Заголовок Content-Type можно заменить заголовком Accept. С этим заголовком все в порядке.

Если вы выполняете запросы XHR, вы можете опустить заголовок Authentication и вместо этого автоматически добавить информацию об аутентификации, установив для поля withCredentials вашего запроса XHR значение true. Vanilla JS пример:

var xhr = new XMLHttpRequest();
xhr.open('GET', 'https://www.example.org/api/whatever', true);
xhr.withCredentials = true;
xhr.send();

Если вы используете любой другой клиент XHR, обратитесь к документации, если этот параметр можно установить.

Другой вариант - аутентификация с помощью файлов cookie и сервера. побочные занятия. Так как вы используете AWS, AWS Cognito может быть вариантом.

Если используется большее количество заголовков, которые не являются заголовком CORS с сохранением в списках, вам нужно от них избавиться.

Answer 3

Access-Control-Max-Age может помочь:

Заголовок Access-Control-Max-Age ответа указывает, как долго результаты предварительного запроса (то есть информация, содержащаяся в Access-Control-Allow-Methods и Access-Control-Allow-Headers заголовки) могут быть кэшированы.

... На самом деле ссылка , которую вы разместили, упоминает это:

Вы можете сказать, да. Мы можем использовать заголовок Access-Control-Max-Age для кэширования результатов предварительного запроса.

Затем они go с предупреждением:

Способ Кеш предпечатной проверки работает по URL, а не только по источнику. Это означает, что любое изменение в пути (которое включает параметры запроса) требует другого предварительного запроса.

Но вы можете продолжать использовать тот же URL-адрес и отправлять все параметры в теле запроса.

Также

Можно ли избежать этих предварительных запросов, если оба домена принадлежат одному и тому же объекту?
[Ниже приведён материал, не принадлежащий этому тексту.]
//! API client module for the admin backend

pub mod client;
pub mod envelope;
pub mod error;
pub mod items;
pub mod query;
pub mod request;
pub mod transport;
pub mod users;

use envelope::Pagination;
use error::ApiError;

pub(crate) fn print_page_footer(p: Pagination) {
    println!();
    println!("Page {} of {} ({} total)", p.page, p.pages.max(1), p.total);
    if p.has_next() {
        println!("More results: --page {}", p.page + 1);
    }
}

/// Turn an API error into a CLI error, listing field validation failures
/// under the server message.
pub(crate) fn describe(err: ApiError) -> anyhow::Error {
    let fields: Vec<String> = err
        .validation_errors()
        .iter()
        .map(|v| format!("  {}: {}", v.field, v.message))
        .collect();
    if fields.is_empty() {
        anyhow::Error::new(err)
    } else {
        anyhow::anyhow!("{}\n{}", err, fields.join("\n"))
    }
}
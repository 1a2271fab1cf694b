//! Outbound request descriptor and raw response

use std::time::Duration;

use reqwest::{Method, StatusCode};
use serde::de::DeserializeOwned;
use serde::Serialize;

/// A fully-described outbound call. Built once; a retry is a copy made with
/// [`ApiRequest::with_bearer`].
#[derive(Debug, Clone)]
pub struct ApiRequest {
    pub url: String,
    pub method: Method,
    pub headers: Vec<(String, String)>,
    pub body: Option<serde_json::Value>,
    pub requires_auth: bool,
    pub timeout: Duration,
}

impl ApiRequest {
    pub fn new(method: Method, url: impl Into<String>, timeout: Duration) -> Self {
        Self {
            url: url.into(),
            method,
            headers: Vec::new(),
            body: None,
            requires_auth: true,
            timeout,
        }
    }

    /// Attach a JSON body. Values that fail to serialize are sent as `null`.
    pub fn json<T: Serialize + ?Sized>(mut self, body: &T) -> Self {
        self.body = Some(serde_json::to_value(body).unwrap_or_else(|e| {
            tracing::error!("Failed to serialize request body: {}", e);
            serde_json::Value::Null
        }));
        self
    }

    pub fn header(mut self, name: impl Into<String>, value: impl Into<String>) -> Self {
        let name = name.into();
        self.headers.retain(|(n, _)| !n.eq_ignore_ascii_case(&name));
        self.headers.push((name, value.into()));
        self
    }

    pub fn public(mut self) -> Self {
        self.requires_auth = false;
        self
    }

    /// Copy of this request carrying `Authorization: Bearer <token>`.
    pub fn with_bearer(&self, token: &str) -> Self {
        self.clone()
            .header("Authorization", format!("Bearer {}", token))
    }

    pub fn header_value(&self, name: &str) -> Option<&str> {
        self.headers
            .iter()
            .find(|(n, _)| n.eq_ignore_ascii_case(name))
            .map(|(_, v)| v.as_str())
    }

    /// Token from the `Authorization` header, if any.
    pub fn bearer(&self) -> Option<&str> {
        self.header_value("Authorization")
            .and_then(|v| v.strip_prefix("Bearer "))
    }
}

/// Status and body of a completed call.
#[derive(Debug, Clone)]
pub struct ApiResponse {
    pub status: StatusCode,
    pub body: Vec<u8>,
}

impl ApiResponse {
    pub fn new(status: StatusCode, body: impl Into<Vec<u8>>) -> Self {
        Self {
            status,
            body: body.into(),
        }
    }

    /// Locally produced 401 for calls that never reached the network.
    pub fn authentication_required() -> Self {
        let body = serde_json::json!({
            "success": false,
            "message": "Authentication required",
        });
        Self::new(StatusCode::UNAUTHORIZED, body.to_string())
    }

    pub fn is_success(&self) -> bool {
        self.status.is_success()
    }

    pub fn is_unauthorized(&self) -> bool {
        self.status == StatusCode::UNAUTHORIZED
    }

    /// Decode the body as JSON. An empty body decodes as `null`.
    pub fn json<T: DeserializeOwned>(&self) -> serde_json::Result<T> {
        if self.body.iter().all(u8::is_ascii_whitespace) {
            serde_json::from_value(serde_json::Value::Null)
        } else {
            serde_json::from_slice(&self.body)
        }
    }
}
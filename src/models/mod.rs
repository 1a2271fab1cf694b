//! Data models for admin resources

mod item;
mod user;

pub use item::*;
pub use user::*;

use serde::{Deserialize, Serialize};

#[derive(Debug, Clone, Copy, PartialEq, Eq, Serialize, Deserialize)]
#[serde(rename_all = "lowercase")]
pub enum SortDirection {
    Asc,
    Desc,
}

/// Sort order for search endpoints
#[derive(Debug, Clone, PartialEq, Eq, Serialize, Deserialize)]
pub struct Sort {
    pub field: String,
    pub direction: SortDirection,
}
Нет. У браузера нет практического способа проверить право собственности на домены. Иногда даже для человека это непростая задача.

Answer 4

Из того, что я понимаю, вы хотите избежать ограничений CORS. Чтобы сделать это, вы должны изменить файл web.config на вашем веб-сайте, чтобы разрешить использование CORS следующим образом:

<?xml version="1.0" encoding="utf-8"?>
<configuration>
 <system.webServer>
   <httpProtocol>
     <customHeaders>
       <add name="Access-Control-Allow-Origin" value="*" />
     </customHeaders>
   </httpProtocol>
 </system.webServer>
</configuration> 

Я думаю, что может быть способ сделать это программным путем, но это работает для меня. Вы все еще можете получить пару предупреждений или ошибок CORS в консоли браузера, но помимо этого это работает.